Салтыков (Щедрин) — страница 83 из 110

всякий, кто в физиономии своего ближнего видит не образ Божий, а ток, на котором может во всякое время молотить кулаками, есть ташкентец;

всякий, кто, не стесняясь, швыряет своим ближним, как неодушевлённою вещью, кто видит в нём лишь материал, на котором можно удовлетворять всевозможным проказливым движениям, есть ташкентец.

Человек, рассуждающий, что вселенная есть не что иное, как выморочное пространство, существующее для того, чтоб на нём можно было плевать во все стороны, есть ташкентец…».

Говоря о неуёмной энергии ташкентцев, Салтыков вольно или невольно побуждает нас вспомнить о других типах времени (и жизни как таковой), уже выведенных им в литературное пространство. Но в отличие от консервативных «историографов» и рефлексирующих «пионеров» ташкентцы преисполнены энергией социального эгоизма и в своих стяжательских устремлениях непревзойдённы.

«В мире общественных отношений нет ничего обыденного, а тем менее постороннего, – говорит Салтыков. – Всё нас касается, касается не косвенно, а прямо, и только тогда мы успеем покорить свои страхи, когда уловим интимный тон жизни или, иначе, когда мы вполне усвоим себе обычай вопрошать все без изъятия явления, которые она производит».

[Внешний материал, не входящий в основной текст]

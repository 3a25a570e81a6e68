//! Pass-through proxy routes using axum.
//!
//! Each request under the configured prefix is forwarded to the same path on
//! the backend. Status, body and every `Set-Cookie` come back untouched so the
//! session cookie round-trips exactly as the backend issued it.

use std::time::Duration;

use axum::body::{Body, Bytes};
use axum::extract::State;
use axum::http::{header, HeaderMap, HeaderName, Method, Uri};
use axum::response::{IntoResponse, Response};
use axum::routing::{any, get};
use axum::Router;
use reqwest::redirect::Policy;
use reqwest::{Client, Url};
use tracing::{debug, warn};

use crate::config::ProxyConfig;
use crate::error::ProxyError;

/// Inbound headers copied to the backend.
static FORWARDED_REQUEST_HEADERS: [HeaderName; 4] = [
    header::COOKIE,
    header::CONTENT_TYPE,
    header::ACCEPT,
    header::AUTHORIZATION,
];

/// Backend headers copied to the caller.
static RELAYED_RESPONSE_HEADERS: [HeaderName; 4] = [
    header::SET_COOKIE,
    header::CONTENT_TYPE,
    header::CACHE_CONTROL,
    header::LOCATION,
];

/// Shared state for the proxy handlers.
/// Clone is cheap - reqwest::Client uses Arc internally.
#[derive(Clone)]
pub struct ProxyState {
    client: Client,
    upstream: String,
    prefix: String,
}

impl ProxyState {
    pub fn new(config: &ProxyConfig) -> Result<Self, ProxyError> {
        Url::parse(&config.upstream_url)
            .map_err(|e| ProxyError::InvalidUpstream(format!("{}: {}", config.upstream_url, e)))?;

        // No cookie store and no redirects: both belong to the browser.
        let client = Client::builder()
            .timeout(Duration::from_secs(config.timeout_secs))
            .redirect(Policy::none())
            .build()?;

        Ok(Self {
            client,
            upstream: config.upstream_url.trim_end_matches('/').to_string(),
            prefix: config.normalized_prefix(),
        })
    }

    /// Inbound path with the proxy prefix removed. Percent-escapes are kept
    /// as received so `%2F` and `%3F` stay inside their segment.
    fn upstream_path<'a>(&self, raw_path: &'a str) -> &'a str {
        raw_path
            .strip_prefix(self.prefix.as_str())
            .filter(|rest| rest.is_empty() || rest.starts_with('/'))
            .unwrap_or(raw_path)
    }

    fn upstream_url(&self, path: &str, query: Option<&str>) -> String {
        let path = path.trim_start_matches('/');
        match query {
            Some(q) if !q.is_empty() => format!("{}/{}?{}", self.upstream, path, q),
            _ => format!("{}/{}", self.upstream, path),
        }
    }

    async fn forward(
        &self,
        method: Method,
        path: &str,
        query: Option<&str>,
        headers: &HeaderMap,
        body: Bytes,
    ) -> Result<Response, ProxyError> {
        let url = self.upstream_url(path, query);

        let mut outbound = HeaderMap::new();
        for name in FORWARDED_REQUEST_HEADERS.iter() {
            for value in headers.get_all(name) {
                outbound.append(name.clone(), value.clone());
            }
        }

        let mut builder = self.client.request(method.clone(), &url).headers(outbound);
        if !body.is_empty() {
            builder = builder.body(body);
        }

        let upstream = builder.send().await.map_err(|e| {
            warn!(%method, path, error = %e, "Upstream request failed");
            ProxyError::from(e)
        })?;

        let status = upstream.status();
        let mut relayed = HeaderMap::new();
        for name in RELAYED_RESPONSE_HEADERS.iter() {
            for value in upstream.headers().get_all(name) {
                relayed.append(name.clone(), value.clone());
            }
        }
        let bytes = upstream.bytes().await?;

        debug!(%method, path, status = status.as_u16(), "Proxied request");

        let mut response = Response::new(Body::from(bytes));
        *response.status_mut() = status;
        *response.headers_mut() = relayed;
        Ok(response)
    }
}

/// Build the router: `GET /healthz` plus every method under `prefix`.
pub fn create_router(mut state: ProxyState, prefix: &str) -> Router {
    state.prefix = prefix.to_string();
    Router::new()
        .route("/healthz", get(healthz))
        .route(&format!("{}/{{*path}}", prefix), any(forward))
        .with_state(state)
}

async fn healthz() -> &'static str {
    "ok"
}

async fn forward(
    State(state): State<ProxyState>,
    method: Method,
    uri: Uri,
    headers: HeaderMap,
    body: Bytes,
) -> Response {
    let path = state.upstream_path(uri.path());
    match state.forward(method, path, uri.query(), &headers, body).await {
        Ok(response) => response,
        Err(e) => e.into_response(),
    }
}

Вопрос, чего хотят ташкентцы, «разрешается одним словом:

Жрать!!

Жрать что бы то ни было, ценою чего бы то ни было!».

А «как добыть еду», для ташкентца не составляет затруднений. «Пирог, начинённый устностью и гласностью, – помилуйте! да это такое объеденье, что век его ешь – и век сыт не будешь!»

Можно, разумеется, обсуждать рискованность образов, прямо названных по реальному и ходкому топониму, Можно даже предположить негодование не только уроженцев и проживавших в реальном Ташкенте (которых и в нынешней России немало), но и тех, кого новая «устность и гласность» вознесла к верхушке общества и к возможности «жрать что бы то ни было»… Но можно и принять игру писательской фантазии, тем более что Салтыков стремится к обновлению слова.

Ташкентец, пишет он, «это просветитель. Просветитель вообще, просветитель на всяком месте и во что бы то ни стало; и притом просветитель, свободный от наук. <…> Он создал особенный род просветительной деятельности – просвещения безазбучного, которое не обогащает просвещаемого знаниями, не даёт ему более удобных общежительных форм, а только снабжает известным запахом».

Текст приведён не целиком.